The microreactor comprised of polydimethylsiloxane microstructures bonded to a glass substrate, and was fabricated using
conventional soft-lithographic procedures. A thin film heater with a temperature controller (Figure 1B) is attached to the microreactor to perform radiolabeling at elevated temperatures. The reagents are manipulated using syringe pumps that are
computer controlled using a LabVIEW interface. The capability for automated labeling not only reduces the errors in manual
handling, but also minimizes the exposure of the operator to ionizing radiations. We also reduced the space occupied by the
„hot-cell‟, which minimizes the bulky, expensive lead-based radiation shielding.
RESULTS AND DISCUSSION
We validated the microreactor by labeling cyclo-(RGDfk), where RGD stands for D-Phenylalanine, Aspartic Acid, Arginine, Lysine (Figure 1C).
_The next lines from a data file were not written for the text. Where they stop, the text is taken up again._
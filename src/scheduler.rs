use chrono::{Duration, NaiveDate};

use crate::models::KnowledgeCard;

// Spaced-repetition intervals in days, indexed by review stage. Stage k
// means the next review falls intervals[k] days after the last review
// (or creation, for stage 0).
pub const REVIEW_INTERVALS: [i64; 7] = [1, 2, 4, 7, 15, 30, 60];

// A card past the last interval is "graduated": its stage is capped one
// past the final index and the next review is pushed a year out.
pub const GRADUATED_INTERVAL_DAYS: i64 = 365;

pub fn graduated_stage() -> i64 {
    REVIEW_INTERVALS.len() as i64
}

/// Scheduled date of the first review for a card created on `created_at`.
pub fn first_review(created_at: NaiveDate) -> NaiveDate {
    created_at + Duration::days(REVIEW_INTERVALS[0])
}

/// All cards due on or before `today`, ordered by next review date then id
/// so output is deterministic for a given store snapshot.
pub fn due_reviews(today: NaiveDate, cards: &[KnowledgeCard]) -> Vec<KnowledgeCard> {
    let mut due: Vec<KnowledgeCard> = cards
        .iter()
        .filter(|c| c.next_review_date <= today)
        .cloned()
        .collect();
    due.sort_by(|a, b| {
        a.next_review_date
            .cmp(&b.next_review_date)
            .then(a.id.cmp(&b.id))
    });
    due
}

/// Stage and next review date after a successful review on `today`.
pub fn advance_stage(stage: i64, today: NaiveDate) -> (i64, NaiveDate) {
    let next_stage = stage + 1;
    if (next_stage as usize) < REVIEW_INTERVALS.len() {
        (
            next_stage,
            today + Duration::days(REVIEW_INTERVALS[next_stage as usize]),
        )
    } else {
        (
            graduated_stage(),
            today + Duration::days(GRADUATED_INTERVAL_DAYS),
        )
    }
}

/// The interval a card at `stage` was scheduled with, for display.
pub fn interval_for_stage(stage: i64) -> i64 {
    REVIEW_INTERVALS
        .get(stage as usize)
        .copied()
        .unwrap_or(GRADUATED_INTERVAL_DAYS)
}

#[cfg(test)]
mod tests {
    use super::*;

    fn date(y: i32, m: u32, d: u32) -> NaiveDate {
        NaiveDate::from_ymd_opt(y, m, d).unwrap()
    }

    fn card(id: i64, created: NaiveDate, next: NaiveDate, stage: i64) -> KnowledgeCard {
        KnowledgeCard {
            id,
            topic: format!("topic-{}", id),
            category: "General".into(),
            summary: String::new(),
            created_at: created,
            next_review_date: next,
            review_stage: stage,
        }
    }

    mod due_reviews_tests {
        use super::*;

        #[test]
        fn empty_store_returns_empty() {
            let today = date(2025, 1, 1);
            assert!(due_reviews(today, &[]).is_empty());
        }

        #[test]
        fn card_due_exactly_today_is_included() {
            let today = date(2025, 1, 2);
            let cards = vec![card(1, date(2025, 1, 1), today, 0)];
            assert_eq!(due_reviews(today, &cards).len(), 1);
        }

        #[test]
        fn overdue_card_is_included() {
            let today = date(2025, 1, 10);
            let cards = vec![card(1, date(2025, 1, 1), date(2025, 1, 2), 0)];
            assert_eq!(due_reviews(today, &cards).len(), 1);
        }

        #[test]
        fn future_card_is_excluded() {
            let today = date(2025, 1, 1);
            let cards = vec![card(1, today, date(2025, 1, 2), 0)];
            assert!(due_reviews(today, &cards).is_empty());
        }

        #[test]
        fn output_sorted_by_date_then_id() {
            let today = date(2025, 2, 1);
            let cards = vec![
                card(3, date(2025, 1, 1), date(2025, 1, 5), 1),
                card(1, date(2025, 1, 1), date(2025, 1, 5), 1),
                card(2, date(2025, 1, 1), date(2025, 1, 2), 0),
            ];
            let due = due_reviews(today, &cards);
            let ids: Vec<i64> = due.iter().map(|c| c.id).collect();
            assert_eq!(ids, vec![2, 1, 3]);
        }

        #[test]
        fn idempotent_for_same_snapshot_and_date() {
            let today = date(2025, 2, 1);
            let cards = vec![
                card(1, date(2025, 1, 1), date(2025, 1, 5), 1),
                card(2, date(2025, 1, 1), date(2025, 3, 1), 2),
            ];
            assert_eq!(due_reviews(today, &cards), due_reviews(today, &cards));
        }
    }

    mod stage_tests {
        use super::*;

        #[test]
        fn first_review_is_one_day_after_creation() {
            let created = date(2025, 1, 1);
            assert_eq!(first_review(created), date(2025, 1, 2));
        }

        #[test]
        fn stage_zero_reviewed_moves_to_stage_one() {
            // Card created D1, due D1+1, reviewed that day: next review
            // lands at D1 + 1 + intervals[1] = D1 + 3.
            let d1 = date(2025, 1, 1);
            let review_day = d1 + Duration::days(1);
            let (stage, next) = advance_stage(0, review_day);
            assert_eq!(stage, 1);
            assert_eq!(next, d1 + Duration::days(3));
        }

        #[test]
        fn intermediate_stages_use_interval_table() {
            let today = date(2025, 6, 1);
            let (stage, next) = advance_stage(3, today);
            assert_eq!(stage, 4);
            assert_eq!(next, today + Duration::days(15));
        }

        #[test]
        fn final_stage_graduates() {
            let today = date(2025, 6, 1);
            let last = REVIEW_INTERVALS.len() as i64 - 1;
            let (stage, next) = advance_stage(last, today);
            assert_eq!(stage, graduated_stage());
            assert_eq!(next, today + Duration::days(GRADUATED_INTERVAL_DAYS));
        }

        #[test]
        fn graduated_card_stays_graduated() {
            let today = date(2025, 6, 1);
            let (stage, next) = advance_stage(graduated_stage(), today);
            assert_eq!(stage, graduated_stage());
            assert_eq!(next, today + Duration::days(GRADUATED_INTERVAL_DAYS));
        }

        #[test]
        fn next_review_never_before_review_day() {
            let today = date(2025, 6, 1);
            for stage in 0..=graduated_stage() {
                let (_, next) = advance_stage(stage, today);
                assert!(next > today);
            }
        }

        #[test]
        fn interval_for_stage_past_table_is_graduated() {
            assert_eq!(interval_for_stage(0), 1);
            assert_eq!(interval_for_stage(6), 60);
            assert_eq!(interval_for_stage(7), GRADUATED_INTERVAL_DAYS);
        }
    }
}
To demonstrate the versatility of the system, cyclo-(RGDfk) was labeled with two different radiometals, copper-64 (64Cu) and gallium-68 (68Ga), and two different bifunctional chelators, 1,4,7,10-tetraazacyclododecane1,4,7,10-tetraacetic acid (DOTA) and 1,4,7-triazacyclononane-1,4,7-triacetic acid (NOTA), as shown in Figure 1D. The
comparison of radiolabeling efficiencies for 64Cu-DOTA-RGD, 68Ga-DOTA-RGD and 68Ga-NOTA-RGD between those obtained using the microreactor and conventional procedures is shown in Figure 2A. The higher efficiencies were achieved using the microreactor due to the more effective mixing of small volumes, and enhanced heat transfer. We also observed the
radiolabeling to be more reliable using the microreactor, evident by the lower error bars for microreactor-based labeling. To
verify the hypothesis that effective mixing of small volumes is key, we compared the radiolabeling efficiencies obtained using
conventional procedures for larger volumes (100 μL as opposed to 10 μL) for 64Cu-DOTA-RGD. The efficiencies for conventional labeling with large volumes are similar to those obtained using the microreactor for labeling small volumes.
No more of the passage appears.